“Real Property Lease” means any lease, sublease or other similar Contract pursuant to which any Acquired Company leases or subleases any Leased Real Property.
“Release” means the release, spill, emission, leaking, pumping, pouring, emptying, escaping, dumping, injection, disposal, discharge, leaching or migrating of any Hazardous Material into the environment (including ambient air, surface water, groundwater and surface or subsurface strata), including the movement of Hazardous Materials through or in the air, soil, surface water or groundwater.
“Representatives” means, with respect to any Person, such Person’s Affiliates and it and its Affiliates’ respective directors, officers, employees, financing sources, members, owners, partners, accountants, consultants, advisors, attorneys, agents and other representatives.
“Restricted Cash” means any cash which is not freely transferable or usable by the Acquired Companies following the Closing because it is subject to restrictions, limitations, escrows or Taxes on use or distribution by Applicable Law, contractual obligation or otherwise, including restrictions for collateral, on dividends and repatriations or any other form of restriction.
“Retained Subsidiaries” means all of the Subsidiaries of Seller other than the Acquired Companies.
“Sanctions Laws” means (a) economic sanctions Laws administered or enforced by the U.S. Department of the Treasury’s Office of Foreign Assets Control and the U.S. Department of State; and (b) any other applicable, equivalent and comparable economic sanctions Laws, rules or regulations of a Governmental Entity, including but not limited to, the European Union or other countries.

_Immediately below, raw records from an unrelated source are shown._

use std::process::ExitCode;

use clap::Parser;
use geometry_toolbox::app::{self, AppError};
use geometry_toolbox::ui_cli::{Cli, Prompter};
use geometry_toolbox::{config, logging};
use tracing::debug;

/// Parses options, loads settings, then runs a single calculation.
fn main() -> ExitCode {
    let cli = Cli::parse();
    match try_run(&cli) {
        Ok(()) => ExitCode::SUCCESS,
        Err(err) => {
            debug!(error = ?err, "run failed");
            eprintln!("error: {err}");
            ExitCode::from(err.exit_code())
        }
    }
}

fn try_run(cli: &Cli) -> Result<(), AppError> {
    let cfg = config::load_or_default(cli.config.as_deref())?;
    logging::init(cli.verbose, cfg.log.level);
    app::run(cli, &cfg, &mut Prompter::stdio())?;
    Ok(())
}
//! Closed-form area and perimeter formulas, one module per shape.
//!
//! Every function checks its inputs before touching the math and returns
//! [`GeometryError::InvalidGeometry`] on the first violated constraint.

pub mod circle;
pub mod rectangle;
pub mod rhombus;
pub mod square;
pub mod triangle;

pub use circle::*;
pub use rectangle::*;
pub use rhombus::*;
pub use square::*;
pub use triangle::*;

use thiserror::Error;

/// A parsed value that lies outside a shape's domain.
#[derive(Debug, Error, Clone, PartialEq)]
pub enum GeometryError {
    #[error("invalid {parameter} {value}: {reason}")]
    InvalidGeometry {
        parameter: &'static str,
        value: f64,
        reason: &'static str,
    },
}

impl GeometryError {
    pub fn invalid(parameter: &'static str, value: f64, reason: &'static str) -> Self {
        GeometryError::InvalidGeometry {
            parameter,
            value,
            reason,
        }
    }
}

/// Rejects negative and non-finite lengths.
pub(crate) fn ensure_length(parameter: &'static str, value: f64) -> Result<(), GeometryError> {
    if !value.is_finite() {
        return Err(GeometryError::invalid(
            parameter,
            value,
            "must be a finite number",
        ));
    }
    if value < 0.0 {
        return Err(GeometryError::invalid(parameter, value, "cannot be negative"));
    }
    Ok(())
}
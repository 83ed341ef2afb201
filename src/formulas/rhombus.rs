use super::{ensure_length, GeometryError};

/// Largest accepted internal acute angle, in degrees.
pub const MAX_ACUTE_ANGLE_DEG: f64 = 90.0;

/// Area of a rhombus from its side and internal acute angle.
///
/// `angle_deg` must lie in (0, 90]. At 90° the rhombus is a square; as the
/// angle approaches 0 it collapses to a line, so 0 itself is rejected.
pub fn rhombus_area(side: f64, angle_deg: f64) -> Result<f64, GeometryError> {
    ensure_length("side length", side)?;
    if !angle_deg.is_finite() {
        return Err(GeometryError::invalid(
            "angle",
            angle_deg,
            "must be a finite number",
        ));
    }
    if angle_deg <= 0.0 || angle_deg > MAX_ACUTE_ANGLE_DEG {
        return Err(GeometryError::invalid(
            "angle",
            angle_deg,
            "must be greater than 0 and at most 90 degrees",
        ));
    }
    Ok(side * side * angle_deg.to_radians().sin())
}

/// Perimeter of a rhombus: 4·side.
pub fn rhombus_perimeter(side: f64) -> Result<f64, GeometryError> {
    ensure_length("side length", side)?;
    Ok(4.0 * side)
}
use super::{ensure_length, GeometryError};

/// Area from base and perpendicular height: ½·b·h.
pub fn triangle_area(base: f64, height: f64) -> Result<f64, GeometryError> {
    ensure_length("base", base)?;
    ensure_length("height", height)?;
    Ok(0.5 * base * height)
}

/// Sum of the three sides.
///
/// The triangle inequality is not checked; only the sign of each side is.
pub fn triangle_perimeter(side1: f64, side2: f64, side3: f64) -> Result<f64, GeometryError> {
    ensure_length("side 1", side1)?;
    ensure_length("side 2", side2)?;
    ensure_length("side 3", side3)?;
    Ok(side1 + side2 + side3)
}
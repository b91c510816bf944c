//! Published JSON artifacts: the current snapshot and the rolling history.
//!
//! Both documents carry a `schema_version` so older files still deserialize
//! after a format bump.

use chrono::{DateTime, Utc};
use ndxrank_core::{ultra_leaders, RankedEntry, RunMode, Snapshot, UltraWeights, INDEX_NAME};
use serde::{Deserialize, Serialize};

use crate::change::ranking_hash;

/// Current schema version for persisted artifacts.
pub const SCHEMA_VERSION: u32 = 1;

/// Entries in the short-term leader list.
pub const ULTRA_LEADERS: usize = 5;

fn default_schema_version() -> u32 {
    SCHEMA_VERSION
}

/// Retention and condensation rules for the history document.
#[derive(Debug, Clone, Copy, PartialEq, Eq)]
pub struct HistoryPolicy {
    /// Maximum records kept; the oldest are evicted first.
    pub retention: usize,
    /// Top entries copied into each record.
    pub leaders: usize,
}

impl Default for HistoryPolicy {
    fn default() -> Self {
        Self {
            retention: 90,
            leaders: 10,
        }
    }
}

/// The full ranked snapshot as written to `<prefix>_rankings.json`.
#[derive(Debug, Clone, PartialEq, Serialize, Deserialize)]
pub struct SnapshotDocument {
    #[serde(default = "default_schema_version")]
    pub schema_version: u32,
    pub index: String,
    pub generated_at: DateTime<Utc>,
    pub mode: RunMode,
    pub total: usize,
    pub succeeded: usize,
    pub failed: usize,
    pub rankings: Vec<RankedEntry>,
    /// Best entries by short-term score, with that score and their place in
    /// that order.
    #[serde(default)]
    pub ultra_leaders: Vec<Leader>,
}

impl SnapshotDocument {
    pub fn new(snapshot: &Snapshot, ultra: &UltraWeights) -> Self {
        Self {
            schema_version: SCHEMA_VERSION,
            index: INDEX_NAME.to_string(),
            generated_at: snapshot.generated_at,
            mode: snapshot.mode,
            total: snapshot.total,
            succeeded: snapshot.succeeded,
            failed: snapshot.failed,
            rankings: snapshot.rankings.clone(),
            ultra_leaders: ultra_leaders(&snapshot.rankings, ultra, ULTRA_LEADERS)
                .into_iter()
                .zip(1..)
                .map(|((entry, score), rank)| Leader {
                    rank,
                    symbol: entry.symbol.clone(),
                    score,
                })
                .collect(),
        }
    }

    pub fn leader_symbols(&self, n: usize) -> Vec<&str> {
        self.rankings.iter().take(n).map(|e| e.symbol.as_str()).collect()
    }

    pub fn ultra_symbols(&self) -> Vec<&str> {
        self.ultra_leaders.iter().map(|l| l.symbol.as_str()).collect()
    }
}

#[derive(Debug, Clone, PartialEq, Serialize, Deserialize)]
pub struct Leader {
    pub rank: u32,
    pub symbol: String,
    pub score: f64,
}

/// Condensed projection of one snapshot.
#[derive(Debug, Clone, PartialEq, Serialize, Deserialize)]
pub struct HistoryRecord {
    pub generated_at: DateTime<Utc>,
    pub mode: RunMode,
    pub total: usize,
    pub succeeded: usize,
    pub failed: usize,
    pub leaders: Vec<Leader>,
    #[serde(default)]
    pub ultra_leaders: Vec<Leader>,
    /// BLAKE3 over the full (symbol, rank, score) sequence.
    pub ranking_hash: String,
}

impl HistoryRecord {
    pub fn from_snapshot(doc: &SnapshotDocument, leaders: usize) -> Self {
        Self {
            generated_at: doc.generated_at,
            mode: doc.mode,
            total: doc.total,
            succeeded: doc.succeeded,
            failed: doc.failed,
            leaders: doc
                .rankings
                .iter()
                .take(leaders)
                .map(|e| Leader {
                    rank: e.rank,
                    symbol: e.symbol.clone(),
                    score: e.score,
                })
                .collect(),
            ultra_leaders: doc.ultra_leaders.clone(),
            ranking_hash: ranking_hash(&doc.rankings),
        }
    }
}

/// `<prefix>_history.json`: records ordered oldest to newest.
#[derive(Debug, Clone, PartialEq, Serialize, Deserialize)]
pub struct HistoryDocument {
    #[serde(default = "default_schema_version")]
    pub schema_version: u32,
    #[serde(default)]
    pub entries: Vec<HistoryRecord>,
}

impl Default for HistoryDocument {
    fn default() -> Self {
        Self {
            schema_version: SCHEMA_VERSION,
            entries: Vec::new(),
        }
    }
}

impl HistoryDocument {
    /// Append `record`, replacing any record with the same timestamp, then
    /// evict the oldest records beyond `retention`. The appended record is
    /// never evicted.
    pub fn append(&mut self, record: HistoryRecord, retention: usize) {
        let kept = match self
            .entries
            .iter()
            .position(|r| r.generated_at == record.generated_at)
        {
            Some(i) => {
                self.entries[i] = record;
                i
            }
            None => {
                self.entries.push(record);
                self.entries.len() - 1
            }
        };

        let mut excess = self.entries.len().saturating_sub(retention.max(1));
        let mut index = 0;
        self.entries.retain(|_| {
            let evict = excess > 0 && index != kept;
            if evict {
                excess -= 1;
            }
            index += 1;
            !evict
        });
    }

    pub fn len(&self) -> usize {
        self.entries.len()
    }

    pub fn is_empty(&self) -> bool {
        self.entries.is_empty()
    }
}

/// Fold the snapshot document into `previous` history.
pub fn build(
    doc: SnapshotDocument,
    mut previous: HistoryDocument,
    policy: &HistoryPolicy,
) -> (SnapshotDocument, HistoryDocument) {
    previous.schema_version = SCHEMA_VERSION;
    previous.append(HistoryRecord::from_snapshot(&doc, policy.leaders), policy.retention);
    (doc, previous)
}

#[cfg(test)]
mod tests {
    use super::*;
    use chrono::{Duration, TimeZone};
    use ndxrank_core::{PeriodReturns, QuoteMetrics};

    fn ts(minute: i64) -> DateTime<Utc> {
        Utc.with_ymd_and_hms(2025, 2, 3, 14, 0, 0).unwrap() + Duration::minutes(minute)
    }

    fn entry(rank: u32, symbol: &str, score: f64) -> RankedEntry {
        RankedEntry {
            rank,
            symbol: symbol.to_string(),
            name: None,
            score,
            metrics: QuoteMetrics {
                price: 1.0,
                volume: 1,
                avg_volume: 1.0,
                relative_volume: 1.0,
                change_pct: 0.0,
                returns: PeriodReturns {
                    one_month: 0.0,
                    three_month: 0.0,
                    six_month: 0.0,
                    twelve_month: 0.0,
                },
                as_of: ts(0),
            },
        }
    }

    fn doc(at: DateTime<Utc>) -> SnapshotDocument {
        SnapshotDocument::new(&snapshot(at), &UltraWeights::default())
    }

    fn snapshot(at: DateTime<Utc>) -> Snapshot {
        Snapshot {
            generated_at: at,
            mode: RunMode::Production,
            total: 3,
            succeeded: 2,
            failed: 1,
            rankings: vec![entry(1, "AAA", 9.5), entry(2, "BBB", 3.25)],
        }
    }

    #[test]
    fn snapshot_document_carries_metadata() {
        let (doc, _) = build(doc(ts(0)), HistoryDocument::default(), &HistoryPolicy::default());
        assert_eq!(doc.schema_version, SCHEMA_VERSION);
        assert_eq!(doc.index, "NASDAQ-100");
        assert_eq!(doc.total, 3);
        assert_eq!(doc.failed, 1);
        assert_eq!(doc.rankings.len(), 2);
    }

    #[test]
    fn history_record_is_condensed() {
        let policy = HistoryPolicy {
            retention: 5,
            leaders: 1,
        };
        let (_, history) = build(doc(ts(0)), HistoryDocument::default(), &policy);
        let record = history.entries.last().unwrap();
        assert_eq!(record.leaders.len(), 1);
        assert_eq!(record.leaders[0].symbol, "AAA");
        assert_eq!(record.ranking_hash.len(), 64);
    }

    #[test]
    fn retention_evicts_oldest() {
        let policy = HistoryPolicy {
            retention: 3,
            leaders: 10,
        };
        let mut history = HistoryDocument::default();
        for minute in 0..3 {
            history = build(doc(ts(minute)), history, &policy).1;
        }
        assert_eq!(history.len(), 3);

        history = build(doc(ts(3)), history, &policy).1;
        assert_eq!(history.len(), 3);
        assert_eq!(history.entries[0].generated_at, ts(1));
        assert_eq!(history.entries.last().unwrap().generated_at, ts(3));
    }

    #[test]
    fn same_timestamp_replaces_in_place() {
        let policy = HistoryPolicy::default();
        let (_, history) = build(doc(ts(0)), HistoryDocument::default(), &policy);
        let (_, history) = build(doc(ts(1)), history, &policy);

        let mut rerun = snapshot(ts(0));
        rerun.rankings.reverse();
        let rerun = SnapshotDocument::new(&rerun, &UltraWeights::default());
        let (_, history) = build(rerun, history, &policy);

        assert_eq!(history.len(), 2);
        assert_eq!(history.entries[0].generated_at, ts(0));
        assert_eq!(history.entries[0].leaders[0].symbol, "BBB");
    }

    #[test]
    fn zero_retention_still_keeps_the_new_record() {
        let mut history = HistoryDocument::default();
        history.append(HistoryRecord::from_snapshot(&doc(ts(0)), 10), 0);
        assert_eq!(history.len(), 1);
    }

    #[test]
    fn replaced_record_survives_eviction_in_the_same_append() {
        let mut history = HistoryDocument::default();
        for minute in 0..5 {
            let mut record = HistoryRecord::from_snapshot(&doc(ts(minute)), 10);
            record.total = 1;
            history.append(record, 100);
        }

        let mut rerun = HistoryRecord::from_snapshot(&doc(ts(0)), 10);
        rerun.total = 999;
        history.append(rerun, 3);

        assert_eq!(history.len(), 3);
        let totals: Vec<usize> = history.entries.iter().map(|r| r.total).collect();
        assert_eq!(totals, vec![999, 1, 1]);
        let times: Vec<_> = history.entries.iter().map(|r| r.generated_at).collect();
        assert_eq!(times, vec![ts(0), ts(3), ts(4)]);
    }

    #[test]
    fn ultra_leaders_are_carried_into_history() {
        let mut snap = snapshot(ts(0));
        snap.rankings[0].metrics.returns.one_month = 1.0;
        snap.rankings[1].metrics.returns.three_month = 10.0;
        let doc = SnapshotDocument::new(&snap, &UltraWeights::default());

        assert_eq!(doc.ultra_symbols(), vec!["BBB", "AAA"]);
        assert_eq!(doc.ultra_leaders[0].rank, 1);
        assert_eq!(doc.ultra_leaders[0].score, 6.0);
        assert_eq!(doc.ultra_leaders[1].score, 0.4);

        let (_, history) = build(doc.clone(), HistoryDocument::default(), &HistoryPolicy::default());
        assert_eq!(history.entries[0].ultra_leaders, doc.ultra_leaders);
    }

    #[test]
    fn documents_without_ultra_leaders_deserialize() {
        let mut value = serde_json::to_value(doc(ts(0))).unwrap();
        value.as_object_mut().unwrap().remove("ultra_leaders");
        let reread: SnapshotDocument = serde_json::from_value(value).unwrap();
        assert!(reread.ultra_leaders.is_empty());
    }

    #[test]
    fn history_without_schema_version_deserializes() {
        let history: HistoryDocument = serde_json::from_str(r#"{"entries":[]}"#).unwrap();
        assert_eq!(history.schema_version, SCHEMA_VERSION);
    }
}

“Seller Debt Facilities” means (a) that certain Amended and Restated Credit Agreement, dated November 1, 2018, (as amended by that certain Amendment No. 1 to Amended and Restated Credit Agreement, dated July 17, 2020 and further amended by that certain Amendment No. 2 to Amended and Restated Credit Agreement, dated March 16, 2021), among the Seller, as borrower, the lenders from time to time party thereto, JPMorgan Chase Bank, N.A., as administrative agent, Bank of America, N.A., as syndication agent and SunTrust Bank and Wells Fargo Bank, National Association, as co-documentation agents, and (b) that certain Senior Notes Indenture, dated September 25, 2014 (as amended by that certain First Supplemental Indenture, dated September 25, 2014, that certain Second Supplemental Indenture, dated as of March 24, 2015, that certain Third Supplemental Indenture, dated as of April 20, 2017, that certain Fourth Supplemental Indenture, dated November 1, 2018, and further amended by that certain Fifth Supplemental Indenture, dated as of April 22, 2019), among the Seller, as issuer, Trinity Construction Materials, Inc., THP, Trinity Industries Leasing Company, Trinity Marine Products, Inc., Trinity North American Freight Car, Inc., Trinity Parts & Components, LLC, Trinity Rail Group, LLC, Trinity Structural Towers, Inc., and Trinity Tank Car, Inc., as guarantors, together with such other guarantors as may be added from time to time, and Wells Fargo Bank, National Association, as trustee.
“Seller Disclosure Schedule” means the disclosure letter of the Seller referred to in, and delivered to Buyer pursuant to, this Agreement.
“Seller Group” means, with respect to U.S. federal Income Taxes, the affiliated group of corporations (as defined in Section 1504(a) of the Code) of which Seller is a member and, with respect to state, local or foreign income, franchise or similar Taxes, any consolidated, combined or unitary group of which Seller or any of its Affiliates is a member for such state, local or foreign income, franchise or similar Tax purposes.